-- Data for review follows --

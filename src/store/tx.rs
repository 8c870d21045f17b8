//! Transaction Scope
//!
//! Runs a unit of work inside one database transaction.

use futures::future::BoxFuture;
use sqlx::{Connection, PgConnection};

use crate::domain::TxContext;

use super::{Queries, Store, StoreError};

impl Store {
    /// Execute `unit` within a database transaction.
    ///
    /// Commits when `unit` returns `Ok`, rolls back when it returns `Err` or
    /// when the context is cancelled. A failed rollback is reported together
    /// with the error that triggered it.
    ///
    /// ```no_run
    /// # async fn demo(store: ledger_core::store::Store) -> Result<(), ledger_core::store::StoreError> {
    /// use ledger_core::domain::{CreateEntryParams, TxContext};
    /// use ledger_core::store::StoreError;
    ///
    /// let entry = store
    ///     .exec_tx(&TxContext::new(), |q| {
    ///         Box::pin(async move {
    ///             q.create_entry(CreateEntryParams { account_id: 1, amount: 10 })
    ///                 .await
    ///                 .map_err(StoreError::from)
    ///         })
    ///     })
    ///     .await?;
    /// # let _ = entry;
    /// # Ok(())
    /// # }
    /// ```
    pub async fn exec_tx<T, F>(&self, ctx: &TxContext, unit: F) -> Result<T, StoreError>
    where
        T: Send,
        F: for<'c> FnOnce(&'c mut Queries<'_>) -> BoxFuture<'c, Result<T, StoreError>> + Send,
    {
        let mut tx = tokio::select! {
            biased;
            _ = ctx.cancelled() => return Err(StoreError::Cancelled),
            tx = self.pool.begin() => tx?,
        };
        let backend_pid: i32 = sqlx::query_scalar("SELECT pg_backend_pid()")
            .fetch_one(&mut *tx)
            .await?;
        tracing::debug!(tx = ctx.label(), correlation_id = ?ctx.correlation_id, backend_pid, "begin");

        let outcome = {
            let mut queries = Queries::new(&mut *tx);
            tokio::select! {
                biased;
                _ = ctx.cancelled() => None,
                result = unit(&mut queries) => Some(result),
            }
        };

        let outcome = match outcome {
            Some(result) => result,
            None => {
                // The dropped statement may still be running server-side
                // (e.g. waiting on a row lock); stop it so the rollback
                // below does not wait for it.
                if let Err(e) = self.cancel_backend(backend_pid).await {
                    tracing::warn!(tx = ctx.label(), backend_pid, error = %e, "cancel request failed");
                }
                Err(StoreError::Cancelled)
            }
        };

        match outcome {
            Ok(value) => {
                tx.commit().await.map_err(StoreError::Commit)?;
                tracing::debug!(tx = ctx.label(), "commit");
                Ok(value)
            }
            Err(err) => {
                if let Err(rb_err) = tx.rollback().await {
                    tracing::error!(tx = ctx.label(), error = %err, rollback_error = %rb_err, "rollback failed");
                    return Err(StoreError::Rollback {
                        source: Box::new(err),
                        rollback: rb_err,
                    });
                }
                tracing::debug!(tx = ctx.label(), error = %err, "rollback");
                Err(err)
            }
        }
    }

    /// Ask the server to abort whatever statement `backend_pid` is running.
    /// Uses its own connection so it works even when the pool is exhausted
    /// by transactions stuck behind the same lock.
    async fn cancel_backend(&self, backend_pid: i32) -> Result<(), sqlx::Error> {
        let options = self.pool.connect_options();
        let mut conn = PgConnection::connect_with(&*options).await?;

        sqlx::query("SELECT pg_cancel_backend($1)")
            .bind(backend_pid)
            .execute(&mut conn)
            .await?;

        conn.close().await
    }
}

-- Data for review concluded --

Problem description | Transcribe every line of the data, exactly as it stands.

Answer section |
filename src/store/tx.rs
repository 8c870d21045f17b8
//! Transaction Scope
//!
//! Runs a unit of work inside one database transaction.

use futures::future::BoxFuture;
use sqlx::{Connection, PgConnection};

use crate::domain::TxContext;

use super::{Queries, Store, StoreError};

impl Store {
    /// Execute `unit` within a database transaction.
    ///
    /// Commits when `unit` returns `Ok`, rolls back when it returns `Err` or
    /// when the context is cancelled. A failed rollback is reported together
    /// with the error that triggered it.
    ///
    /// ```no_run
    /// # async fn demo(store: ledger_core::store::Store) -> Result<(), ledger_core::store::StoreError> {
    /// use ledger_core::domain::{CreateEntryParams, TxContext};
    /// use ledger_core::store::StoreError;
    ///
    /// let entry = store
    ///     .exec_tx(&TxContext::new(), |q| {
    ///         Box::pin(async move {
    ///             q.create_entry(CreateEntryParams { account_id: 1, amount: 10 })
    ///                 .await
    ///                 .map_err(StoreError::from)
    ///         })
    ///     })
    ///     .await?;
    /// # let _ = entry;
    /// # Ok(())
    /// # }
    /// ```
    pub async fn exec_tx<T, F>(&self, ctx: &TxContext, unit: F) -> Result<T, StoreError>
    where
        T: Send,
        F: for<'c> FnOnce(&'c mut Queries<'_>) -> BoxFuture<'c, Result<T, StoreError>> + Send,
    {
        let mut tx = tokio::select! {
            biased;
            _ = ctx.cancelled() => return Err(StoreError::Cancelled),
            tx = self.pool.begin() => tx?,
        };
        let backend_pid: i32 = sqlx::query_scalar("SELECT pg_backend_pid()")
            .fetch_one(&mut *tx)
            .await?;
        tracing::debug!(tx = ctx.label(), correlation_id = ?ctx.correlation_id, backend_pid, "begin");

        let outcome = {
            let mut queries = Queries::new(&mut *tx);
            tokio::select! {
                biased;
                _ = ctx.cancelled() => None,
                result = unit(&mut queries) => Some(result),
            }
        };

        let outcome = match outcome {
            Some(result) => result,
            None => {
                // The dropped statement may still be running server-side
                // (e.g. waiting on a row lock); stop it so the rollback
                // below does not wait for it.
                if let Err(e) = self.cancel_backend(backend_pid).await {
                    tracing::warn!(tx = ctx.label(), backend_pid, error = %e, "cancel request failed");
                }
                Err(StoreError::Cancelled)
            }
        };

        match outcome {
            Ok(value) => {
                tx.commit().await.map_err(StoreError::Commit)?;
                tracing::debug!(tx = ctx.label(), "commit");
                Ok(value)
            }
            Err(err) => {
                if let Err(rb_err) = tx.rollback().await {
                    tracing::error!(tx = ctx.label(), error = %err, rollback_error = %rb_err, "rollback failed");
                    return Err(StoreError::Rollback {
                        source: Box::new(err),
                        rollback: rb_err,
                    });
                }
                tracing::debug!(tx = ctx.label(), error = %err, "rollback");
                Err(err)
            }
        }
    }

    /// Ask the server to abort whatever statement `backend_pid` is running.
    /// Uses its own connection so it works even when the pool is exhausted
    /// by transactions stuck behind the same lock.
    async fn cancel_backend(&self, backend_pid: i32) -> Result<(), sqlx::Error> {
        let options = self.pool.connect_options();
        let mut conn = PgConnection::connect_with(&*options).await?;

        sqlx::query("SELECT pg_cancel_backend($1)")
            .bind(backend_pid)
            .execute(&mut conn)
            .await?;

        conn.close().await
    }
}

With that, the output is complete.